Shapeshifting Bacteria Change Form to Avoid Detection of Antibiotics

Bacteria can shapeshift to avoid detection and resist antibiotics, a study published in Nature Communications has found. This discovery could unlock a method of combating at least one type of antibiotic resistance—a phenomenon the World Health Organization lists as one of the greatest threats to public health and security.

According to the authors of the report, this is the first time bacteria have been shown to change their form inside the human body. They do so dropping their cell wall (a process called L-form switching)—the primary target of several classes of antibiotics. This enables germs to go under the radar, and avoid being picked up by drugs, although it can leave them more vulnerable to the human immune system.
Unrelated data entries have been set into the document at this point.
//! Core domain + application logic for the jrrp bot: daily luck and the
//! community quote board.
//!
//! This crate is intentionally framework-agnostic. Telegram, SQLite and the
//! remote quote API live behind ports (traits) implemented in adapter crates.

pub mod commands;
pub mod config;
pub mod domain;
pub mod errors;
pub mod formatting;
pub mod logging;
pub mod luck;
pub mod messaging;
pub mod ports;
pub mod quotes;
pub mod random;
pub mod service;

pub use errors::{Error, Result};
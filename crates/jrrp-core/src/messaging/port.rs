use async_trait::async_trait;

use crate::{
    domain::{ChatId, MessageId, MessageRef},
    messaging::types::MessagingCapabilities,
    Result,
};

/// Cross-messenger port.
///
/// Replies are plain text; adapters must not interpret markup in them.
#[async_trait]
pub trait MessagingPort: Send + Sync {
    fn capabilities(&self) -> MessagingCapabilities;

    /// Send `text` to `chat_id`, quoting `reply_to` when given.
    async fn send_text(
        &self,
        chat_id: ChatId,
        text: &str,
        reply_to: Option<MessageId>,
    ) -> Result<MessageRef>;
}
//! Glyph geometry generation for the asciimesh text renderer.
//!
//! This crate turns text into vertex data for an immediate-mode renderer:
//!
//! - Pixel-mode rasterization of 7×9 bitmap glyphs with outline treatments
//! - Line-mode tracing of stroke glyphs with an optional overdraw outline
//! - A text layout walker shared by both pipelines through [`GlyphEmitter`]
//! - [`TextContext`], which owns the font tables and output buffers
//!
//! # Buffers
//!
//! Output goes into [`VertexBuffers`]: two floats of position and three floats
//! of RGB color per vertex, appended in lockstep. Appending requires `&mut`
//! access, so one buffer set is never written from two threads at once; use a
//! separate [`TextContext`] per thread for parallel layouts.

pub mod context;
pub mod emitter;
pub mod error;
pub mod layout;
pub mod line_glyph;
pub mod pixel_glyph;
pub mod style;
pub mod vertex;

// Re-export main public types
pub use context::TextContext;
pub use emitter::{GlyphEmitter, LineEmitter, PixelEmitter};
pub use error::GlyphError;
pub use layout::{LayoutParams, LayoutSummary, layout_text, text_width};
pub use line_glyph::{emit_line_glyph, emit_line_glyph_at};
pub use pixel_glyph::emit_pixel_glyph;
pub use style::{LineStyle, PixelStyle};
pub use vertex::{BLACK, Color, Vertex, VertexBuffers, WHITE};

// Re-export shared types from dependencies for convenience
pub use asciimesh_config::{OutlineMode, RenderMode};
//! Line-mode glyph tracing.
//!
//! Stroke points are emitted as-is, so consecutive vertex pairs form the line
//! segments of the glyph.

use asciimesh_fonts::{StrokeTable, glyph_index};

use crate::style::{LineStyle, polarity};
use crate::vertex::VertexBuffers;

/// Offsets of the outline copies: left, right, up, down.
///
/// These are one output unit regardless of scale, so the outline gets thinner
/// relative to the glyph as the scale grows.
const OUTLINE_OFFSETS: [(f32, f32); 4] = [(-1.0, 0.0), (1.0, 0.0), (0.0, -1.0), (0.0, 1.0)];

/// Append the stroke vertices of the glyph for `ch`.
///
/// Characters outside the table produce no geometry; this is not an error.
/// Returns the number of vertices appended.
pub fn emit_line_glyph(
    table: &StrokeTable,
    ch: char,
    x_offset: f32,
    y_offset: f32,
    style: &LineStyle,
    buffers: &mut VertexBuffers,
) -> usize {
    match glyph_index(ch) {
        Some(index) => emit_line_glyph_at(table, index, x_offset, y_offset, style, buffers),
        None => {
            log::debug!("No stroke glyph for {:?}, nothing emitted", ch);
            0
        }
    }
}

/// Append the stroke vertices of the glyph at a space-relative `index`.
pub fn emit_line_glyph_at(
    table: &StrokeTable,
    index: usize,
    x_offset: f32,
    y_offset: f32,
    style: &LineStyle,
    buffers: &mut VertexBuffers,
) -> usize {
    if index >= table.glyph_count() {
        log::debug!(
            "Stroke glyph index {} outside table of {} glyphs, nothing emitted",
            index,
            table.glyph_count()
        );
        return 0;
    }

    let points = table.strokes_at(index);
    let (foreground, background) = polarity(style.invert);
    let scale = style.scale as f32;
    let start = buffers.vertex_count();

    if style.outline {
        for (dx, dy) in OUTLINE_OFFSETS {
            for point in points {
                buffers.push(
                    scale * point.x as f32 + x_offset + dx,
                    scale * point.y as f32 + y_offset + dy,
                    background,
                );
            }
        }
    }

    for point in points {
        buffers.push(
            scale * point.x as f32 + x_offset,
            scale * point.y as f32 + y_offset,
            foreground,
        );
    }

    buffers.vertex_count() - start
}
Lead author Katarzyna Mickiewicz, a researcher at the U.K.'s Newcastle University, compares the cell wall to a high-vis jacket.

"This gives them a regular shape (for example a rod or a sphere), making them strong and protecting them but also makes them highly visible⁠—particularly to human immune system and antibiotics like penicillin," she explained.

"What we have seen is that in the presence of antibiotics, the bacteria are able to change from a highly regular walled form to a completely random, cell wall-deficient L-form state—in effect, shedding the yellow jacket and hiding it inside themselves."

E.coli L-form switching
E.coli L-form switching - so from walled to without a wall. Credit: Newcastle University, UK

The human body can not easily recognize the camouflaged bacteria, and neither can antibiotics.

Mickiewicz and her team came to this conclusion after analyzing samples taken from elderly patients suffering from recurring urinary tract infections (UTIs). Twenty-nine of the 30 samples analyzed contained bacteria that had changed shape—though the precise strain of bacteria varied. L-forms E. coli, Enterococcus, Enterobacter and Staphylococcus were detected.

Previous research has shown that L-form switching can be triggered by the immune system, but it is antibiotic treatment that seems to be the more common cause. The researchers were also able to show that the process can take place in the context of a whole living organism (a zebrafish) and not just in a lab setting.

Mickiewicz told Newsweek she believes L-switching takes place all the time but the lack of cell wall makes the bacteria more fragile and, therefore, more likely to be cleared by an immune attack. However, in those who are immuno-compromised from age or a health-related condition like HIV, enough can survive to create a problem and cause another infection.

"More research is needed to look for L-forms in patients because they are not picked up by normal hospital lab practices," she said.

"It is possible that L-form switching might be relevant not only for UTI but also for many other types of recurrent infection, including sepsis and lung infections."

The good news: "The solution could be straightforward: to combine the usual antibiotics with drugs that kill L-forms."